From mboxrd@z Thu Jan  1 00:00:00 1970
From: Waiman Long <longman-H+wXaHxf7aLQT0dZR+AlfA@public.gmane.org>
Subject: [PATCH 1/2] cgroup/cpuset: Keep current cpus list if cpus affinity was explicitly set
Date: Wed, 27 Jul 2022 20:58:14 -0400
Message-ID: <20220728005815.1715522-1-longman@redhat.com>
Mime-Version: 1.0
Content-Transfer-Encoding: 8bit
Return-path: <cgroups-owner-u79uwXL29TY76Z2rM5mHXA@public.gmane.org>
DKIM-Signature: v=1; a=rsa-sha256; c=relaxed/relaxed; d=redhat.com;
        s=mimecast20190719; t=1658969918;
        h=from:from:reply-to:subject:subject:date:date:message-id:message-id:
         to:to:cc:cc:mime-version:mime-version:content-type:content-type:
         content-transfer-encoding:content-transfer-encoding;
        bh=BmJWjBY43RDpj3JT97t8mjKUtc70HW3e4aiC0GvyquU=;
        b=HdetwII5UdxZF0jjNacU/RmvlXiu8giJ56ORNN6sCaNnkpesq/eOFSfYVtZ5B3pGAsOOvw
        T9sF2zltQ2L+vvLVes/O0WeYqBMGVTE5pCJ2+3BQl8MwrWORHkyhul6vzFuK1WenMfMgKs
        MSZx/OyGBhJtfNjeMD/dXBrjxCbIoBc=
List-ID: <cgroups.vger.kernel.org>
Content-Type: text/plain; charset="us-ascii"
To: Ingo Molnar <mingo-H+wXaHxf7aLQT0dZR+AlfA@public.gmane.org>, Peter Zijlstra <peterz-wEGCiKHe2LqWVfeAwA7xHQ@public.gmane.org>, Juri Lelli <juri.lelli-H+wXaHxf7aLQT0dZR+AlfA@public.gmane.org>, Vincent Guittot <vincent.guittot-QSEj5FYQhm4dnm+yROfE0A@public.gmane.org>, Dietmar Eggemann <dietmar.eggemann-5wv7dgnIgG8@public.gmane.org>, Steven Rostedt <rostedt-nx8X9YLhiw1AfugRpC6u6w@public.gmane.org>, Ben Segall <bsegall-hpIqsD4AKlfQT0dZR+AlfA@public.gmane.org>, Mel Gorman <mgorman-l3A5Bk7waGM@public.gmane.org>, Daniel Bristot de Oliveira <bristot-H+wXaHxf7aLQT0dZR+AlfA@public.gmane.org>, Valentin Schneider <vschneid-H+wXaHxf7aLQT0dZR+AlfA@public.gmane.org>, Tejun Heo <tj-DgEjT+Ai2ygdnm+yROfE0A@public.gmane.org>, Zefan Li <lizefan.x-EC8Uxl6Npydl57MIdRCFDg@public.gmane.org>, Johannes Weiner <hannes-druUgvl0LCNAfugRpC6u6w@public.gmane.org>
Cc: cgroups-u79uwXL29TY76Z2rM5mHXA@public.gmane.org, linux-kernel-u79uwXL29TY76Z2rM5mHXA@public.gmane.org, Waiman Long <longman-H+wXaHxf7aLQT0dZR+AlfA@public.gmane.org>

It was found that any change to the current cpuset hierarchy may reset
the cpus_allowed list of the tasks in the affected cpusets to the
default cpuset value even if those tasks have cpus affinity explicitly
set by the users before. That is especially easy to trigger under a
cgroup v2 environment where writing "+cpuset" to the root cgroup's
cgroup.subtree_control file will reset the cpus affinity of all the
processes in the system.

That is especially problematic in a nohz_full environment where the
tasks running in the nohz_full CPUs usually have their cpus affinity
explicitly set and will behave incorrectly if cpus affinity changes.

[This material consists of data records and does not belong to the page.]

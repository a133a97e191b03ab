use crate::storage::StorageError;
use log::{trace, warn};
use std::collections::HashMap;
use std::fmt;
use std::hash::Hash;
use std::rc::Rc;
use thiserror::Error;

/// Deepest chain of nested writes a single `set` may trigger.
///
/// The widgets in this crate never go past three levels (product → stock →
/// quantity); anything deeper is almost certainly two effects feeding each
/// other.
pub const MAX_CASCADE_DEPTH: usize = 8;

/// Identifies the fields of one container.
///
/// Implemented by a plain fieldless enum. `ALL` lists every variant so the
/// builder can check that each field is either stored or derived.
pub trait FieldId: Copy + Eq + Hash + fmt::Debug + 'static {
    const ALL: &'static [Self];
}

/// Computes a derived field from the current state.
pub type Derive<F, V> = Rc<dyn Fn(&Store<F, V>) -> V>;

/// Side effect bound to a stored field, run after every write to it.
pub type Effect<F, V> = Rc<dyn Fn(&mut Store<F, V>, &V) -> Result<(), StoreError>>;

#[derive(Error, Debug)]
pub enum StoreError {
    #[error("field {0} is derived and cannot be assigned")]
    DerivedField(String),

    #[error("field {0} is declared both stored and derived")]
    Ambiguous(String),

    #[error("field {0} has neither an initial value nor a derive function")]
    Missing(String),

    #[error("effect bound to derived field {0}")]
    EffectOnDerived(String),

    #[error("cascade exceeded {0} nested writes")]
    CascadeTooDeep(usize),

    #[error(transparent)]
    Storage(#[from] StorageError),

    #[error("{0}")]
    Effect(String),
}

/// Collects the initial snapshot, the derive table and the effect table
/// of a container.
pub struct StoreBuilder<F: FieldId, V> {
    values: HashMap<F, V>,
    derives: HashMap<F, Derive<F, V>>,
    effects: HashMap<F, Vec<Effect<F, V>>>,
    duplicates: Vec<F>,
}

impl<F: FieldId, V: Clone> StoreBuilder<F, V> {
    pub fn new() -> Self {
        StoreBuilder {
            values: HashMap::new(),
            derives: HashMap::new(),
            effects: HashMap::new(),
            duplicates: Vec::new(),
        }
    }

    /// Declares a stored field with its initial value.
    pub fn stored(mut self, field: F, initial: V) -> Self {
        if self.derives.contains_key(&field) {
            self.duplicates.push(field);
        }
        self.values.insert(field, initial);
        self
    }

    /// Declares a derived field. `derive` must not have side effects.
    pub fn derived(mut self, field: F, derive: impl Fn(&Store<F, V>) -> V + 'static) -> Self {
        if self.values.contains_key(&field) {
            self.duplicates.push(field);
        }
        self.derives.insert(field, Rc::new(derive));
        self
    }

    /// Appends an effect to the list bound to `field`.
    ///
    /// Effects of the same field run in the order they were added here.
    pub fn effect(
        mut self,
        field: F,
        effect: impl Fn(&mut Store<F, V>, &V) -> Result<(), StoreError> + 'static,
    ) -> Self {
        self.effects.entry(field).or_default().push(Rc::new(effect));
        self
    }

    pub fn build(self) -> Result<Store<F, V>, StoreError> {
        if let Some(field) = self.duplicates.first() {
            return Err(StoreError::Ambiguous(format!("{:?}", field)));
        }

        for field in F::ALL {
            if !self.values.contains_key(field) && !self.derives.contains_key(field) {
                return Err(StoreError::Missing(format!("{:?}", field)));
            }
        }

        if let Some(field) = self.effects.keys().find(|f| self.derives.contains_key(*f)) {
            return Err(StoreError::EffectOnDerived(format!("{:?}", field)));
        }

        Ok(Store {
            values: self.values,
            derives: self.derives,
            effects: self.effects,
            depth: 0,
        })
    }
}

impl<F: FieldId, V: Clone> Default for StoreBuilder<F, V> {
    fn default() -> Self {
        Self::new()
    }
}

/// Single source of truth for one widget's view state.
///
/// Every write commits the value and then runs the effects bound to that
/// field synchronously, depth-first. Effects may write other fields; those
/// writes run their own effects before the outer `set` returns. Writes are
/// never short-circuited on equal values.
pub struct Store<F: FieldId, V> {
    values: HashMap<F, V>,
    derives: HashMap<F, Derive<F, V>>,
    effects: HashMap<F, Vec<Effect<F, V>>>,
    depth: usize,
}

impl<F: FieldId, V: Clone> Store<F, V> {
    /// Current value of a stored field, or the freshly computed value of a
    /// derived one.
    pub fn get(&self, field: F) -> V {
        if let Some(derive) = self.derives.get(&field) {
            return derive(self);
        }
        // `build` guarantees every non-derived field has a value
        self.values[&field].clone()
    }

    /// Borrowed access to a stored field. `None` for derived fields.
    pub fn peek(&self, field: F) -> Option<&V> {
        self.values.get(&field)
    }

    /// Overwrites a stored field and runs its effects.
    ///
    /// The first failing effect stops the remaining effects of this write and
    /// its error is returned. The committed value is kept.
    pub fn set(&mut self, field: F, value: V) -> Result<(), StoreError> {
        if self.derives.contains_key(&field) {
            return Err(StoreError::DerivedField(format!("{:?}", field)));
        }

        if self.depth >= MAX_CASCADE_DEPTH {
            warn!(
                "cascade into {:?} exceeds {} nested writes, aborting",
                field, MAX_CASCADE_DEPTH
            );
            return Err(StoreError::CascadeTooDeep(MAX_CASCADE_DEPTH));
        }

        trace!("set {:?} (depth {})", field, self.depth);
        let committed = value.clone();
        self.values.insert(field, value);

        let effects = match self.effects.get(&field) {
            Some(effects) => effects.clone(),
            None => return Ok(()),
        };

        self.depth += 1;
        let result = effects
            .iter()
            .try_for_each(|effect| effect(self, &committed));
        self.depth -= 1;

        result
    }

    pub fn is_derived(&self, field: F) -> bool {
        self.derives.contains_key(&field)
    }

    /// Number of effects bound to `field`.
    pub fn effects(&self, field: F) -> usize {
        self.effects.get(&field).map_or(0, Vec::len)
    }

    /// Nesting level of the write currently running effects, 0 when idle.
    pub fn depth(&self) -> usize {
        self.depth
    }
}

impl<F: FieldId, V: fmt::Debug> fmt::Debug for Store<F, V> {
    fn fmt(&self, f: &mut fmt::Formatter<'_>) -> fmt::Result {
        f.debug_struct("Store")
            .field("values", &self.values)
            .field("derived", &self.derives.keys().collect::<Vec<_>>())
            .field("depth", &self.depth)
            .finish()
    }
}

Fix this problem by adding a flag in the task structure to indicate that
a task has their cpus affinity explicitly set before and make cpuset
code not to change their cpus_allowed list unless the user chosen cpu
list is no longer a subset of the cpus_allowed list of the cpuset itself.

With that change in place, it was verified that tasks that have its
cpus affinity explicitly set will not be affected by changes made to
the v2 cgroup.subtree_control files.

Signed-off-by: Waiman Long <longman-H+wXaHxf7aLQT0dZR+AlfA@public.gmane.org>
---
 include/linux/sched.h  |  1 +
 kernel/cgroup/cpuset.c | 18 ++++++++++++++++--
 kernel/sched/core.c    |  1 +
 3 files changed, 18 insertions(+), 2 deletions(-)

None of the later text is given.